[[ Material to process open ]]

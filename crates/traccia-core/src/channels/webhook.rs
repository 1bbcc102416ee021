use serde::{Deserialize, Serialize};
use std::time::Duration;
use tracing::debug;

use crate::error::Result;
use crate::types::ExpiryStatus;

/// JSON body posted for each notification event.
#[derive(Debug, Clone, PartialEq, Serialize, Deserialize)]
pub struct WebhookPayload {
    pub certification_id: i64,
    pub employee_id: i64,
    pub threshold: u32,
    pub days_left: i64,
    pub status: ExpiryStatus,
}

#[derive(Debug, Clone)]
pub struct WebhookChannel {
    url: String,
    client: reqwest::Client,
}

impl WebhookChannel {
    pub fn new(url: &str, timeout: Duration) -> Result<Self> {
        let client = reqwest::Client::builder().timeout(timeout).build()?;
        Ok(Self {
            url: url.trim().to_string(),
            client,
        })
    }

    pub fn is_configured(&self) -> bool {
        !self.url.is_empty()
    }

    /// POST `payload` once. Transport errors and non-2xx responses are
    /// returned as errors; an empty URL skips the call.
    pub async fn send(&self, payload: &WebhookPayload) -> Result<()> {
        if !self.is_configured() {
            debug!("webhook channel skipped: no url");
            return Ok(());
        }
        self.client
            .post(&self.url)
            .json(payload)
            .send()
            .await?
            .error_for_status()?;
        Ok(())
    }
}
pub mod alerts;
pub mod config;
pub mod rules;
pub mod serve;
pub mod settings;
pub mod sync;

use anyhow::Context;
use std::path::Path;
use traccia_core::config::Config;
use traccia_core::store::Store;

pub(crate) fn load_config(path: &Path) -> anyhow::Result<Config> {
    Config::load(path).with_context(|| format!("failed to load config {}", path.display()))
}

pub(crate) fn open_store(config: &Config) -> anyhow::Result<Store> {
    let path = &config.database.path;
    Store::open(path).with_context(|| format!("failed to open database {}", path.display()))
}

[[ Material to process closed ]]

#### [What to do]
Copy each line in the listing where "display" appears.

#### [Output for this exercise]
    Config::load(path).with_context(|| format!("failed to load config {}", path.display()))
    Store::open(path).with_context(|| format!("failed to open database {}", path.display()))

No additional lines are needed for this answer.